Diego Ramos
Diego Ramos

Reputation: 1059

Tomcat Thread Model - Does a thread in Thread per request model handle all work related to that request?

I understand that the Servlet Containers will use "Thread per request" model, but my question is, will the thread handling the request do all the below steps ?

  1. Obtain thread from pool to handle request and and pass http request and http response objects to Servlet service method.
  2. Invoke service/dao/ logic which could potentially involve delay since I/O operation is done in DB.
  3. Return the Http response
  4. Return the thread to the Container Thread pool

My main questions is, if somehow the I/O operation on step 2 takes a huge amount of time, will the Servlet container run out of threads from the pool ? Or does the Container use one thread/threads just to handle the request and then delegates the work to another thread to do the rest of the work ? Also I heard that nowadays they are changing the model to a Threaded Model with NIO operations? Thank you.

Upvotes: 4

Views: 1774

Answers (1)

Giorgi Tsiklauri
Giorgi Tsiklauri

Reputation: 11110

will the same thread be used for everything ?

TL;DR - No.

Once the Servlet Container (Catalina) spins up the thread per request, that thread is deallocated/exited right after that request-response cycle is finished (that is, corresponding HTTP request handler Servlet method returns).

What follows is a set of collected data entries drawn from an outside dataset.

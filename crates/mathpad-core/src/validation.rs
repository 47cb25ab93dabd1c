//! Mapping server validation verdicts onto line statuses.
//!
//! Validation is a prefix property: correctness can only be asserted contiguously
//! from the start of the derivation. The server reports a *watermark* — the line
//! index up to which the derivation has been validated — plus one verdict per
//! validated line. The status machine turns that into per-line annotations with a
//! single first-error boundary marker.

use crate::overlay::LineStatus;

/// A server-reported validation snapshot.
///
/// Replaced wholesale on every validate response; consumed read-only by
/// [`apply_validation`].
#[derive(Debug, Clone, PartialEq, Eq)]
pub struct ValidatedWatermark {
    /// The line index up to which (inclusive) the derivation is validated.
    pub validated: usize,
    /// One verdict per validated line, offset by one: `status[i]` belongs to line
    /// `i + 1`. Line 0 has no entry since there is nothing to validate it against.
    /// Entries may be missing entirely (older servers report only the watermark);
    /// validated lines without an entry count as correct.
    pub status: Vec<LineStatus>,
}

/// Compute the per-line statuses implied by a watermark over `line_count` lines.
///
/// Transition rules, per line in order:
///
/// - line 0, if it exists: always [`LineStatus::Correct`] — the first line is
///   trivially valid since there is nothing to validate it against
/// - lines `1..=watermark.validated`: verdict taken from the status array
/// - the line immediately after the validated range: forced
///   [`LineStatus::Incorrect`] regardless of any array entry, marking where the
///   derivation currently breaks
/// - every line past that boundary: unset — unreached, unknown
///
/// Unless the whole buffer is validated (in which case no boundary marker is
/// placed), exactly one line carries the forced `Incorrect` marker.
pub fn apply_validation(
    line_count: usize,
    watermark: &ValidatedWatermark,
) -> Vec<Option<LineStatus>> {
    let mut statuses = vec![None; line_count];

    if line_count == 0 {
        return statuses;
    }

    statuses[0] = Some(LineStatus::Correct);

    let validated_end = watermark.validated.min(line_count - 1);
    for line in 1..=validated_end {
        let verdict = watermark
            .status
            .get(line - 1)
            .copied()
            .unwrap_or(LineStatus::Correct);
        statuses[line] = Some(verdict);
    }

    let boundary = watermark.validated.saturating_add(1);
    if boundary < line_count {
        statuses[boundary] = Some(LineStatus::Incorrect);
    }

    statuses
}

#[cfg(test)]
mod tests {
    use super::*;

    #[test]
    fn empty_view_yields_no_statuses() {
        let watermark = ValidatedWatermark {
            validated: 0,
            status: Vec::new(),
        };
        assert!(apply_validation(0, &watermark).is_empty());
    }

    #[test]
    fn fully_validated_buffer_has_no_boundary_marker() {
        let watermark = ValidatedWatermark {
            validated: 2,
            status: vec![LineStatus::Correct, LineStatus::Correct],
        };
        let statuses = apply_validation(3, &watermark);
        assert_eq!(
            statuses,
            vec![
                Some(LineStatus::Correct),
                Some(LineStatus::Correct),
                Some(LineStatus::Correct),
            ]
        );
    }

    #[test]
    fn missing_status_entries_default_to_correct() {
        let watermark = ValidatedWatermark {
            validated: 2,
            status: Vec::new(),
        };
        let statuses = apply_validation(4, &watermark);
        assert_eq!(statuses[1], Some(LineStatus::Correct));
        assert_eq!(statuses[2], Some(LineStatus::Correct));
        assert_eq!(statuses[3], Some(LineStatus::Incorrect));
    }

    #[test]
    fn watermark_past_the_end_is_clamped() {
        let watermark = ValidatedWatermark {
            validated: 10,
            status: Vec::new(),
        };
        let statuses = apply_validation(2, &watermark);
        assert_eq!(statuses, vec![Some(LineStatus::Correct); 2]);
    }
}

If your service (DAO/logic/whatever) layer will block the thread, which eventually blocks the web layer (doGet(), doPost() or etc.), browser will go idle, awaiting the response (time is either default or configured), and Catalina (Servlet Container) will block that thread only (other requests may arrive successfully);

I/O (or to be specific Request-Response) timeout will be either default (which is 60 seconds, but it depends on the Tomcat version), or configured by yourself;

Design of the architecture, to delegate discrete incoming HTTP Message to separate threads, has a sole and simple purpose - to process the Request-Response cycles in isolation.

Head First Servlets & JSP:

The Container automatically creates a new Java thread for every servlet request it receives. When the servlet’s done running the HTTP service method for that client’s request, the thread completes (i.e. dies).


Update to your updated question

my question is, will the thread handling the request do all the below steps?

TL;DR - No again.

Servlet Objects live in container, which is a completely separate thread.

When the HTTP message (request, in this case) hits the Servlet-mapped endpoint, this happens:

  1. Servlet Container creates HttpServletResponse and HttpServletRequest objects;
  2. Container allocates(creates) a new thread for that request and response objects (Important: in order to isolate client-server communication.);
  3. Container then passes those request and response objects to the servlet thread;
  4. Container then calls the Servlet API's service() method and depending on what is the type of incoming message (GET, POST, etc.), it invokes corresponding method (doGet(); doPost(); etc.);
  5. Container DOES NOT CARE whatever levels or layers of architecture you have - DAO, Repository, Service, Cherry, Apple or whatever. It will wait until the corresponding HTTP request handler method finishes (accordingly, if something blocks it, container will block that thread);
  6. When the handler method returns; thread is deallocated.

Answering your further questions

My main questions is, if somehow the I/O operation on step 2 takes a huge amount of time, will the Servlet container run out of threads from the pool ?

Theoretically it can; however, that means, that it should block all the 200 threads at the same time and this time (if the default configuration is maintained) it will not accept any other requests (until some thread deallocates).

This, however, can be configured with maxThreads attribute and you can choose what should be the threshold number of request processing threads allowed in Tomcat.

Or does the Container use one thread/threads just to handle the request and then delegates the work to another thread to do the rest of the work?

We have answered this above.

Also I heard that nowadays they are changing the model to a Threaded Model with NIO operations?

NIO specific configuration and it can facilitate poller threads, which are used to simultaneously handle multiple connections per thread; however, this is a big and completely different topic. For the further reading, have a look a this and this.

PLEASE, make sure that your future posts are not too broad, containing 10 different questions in a single post.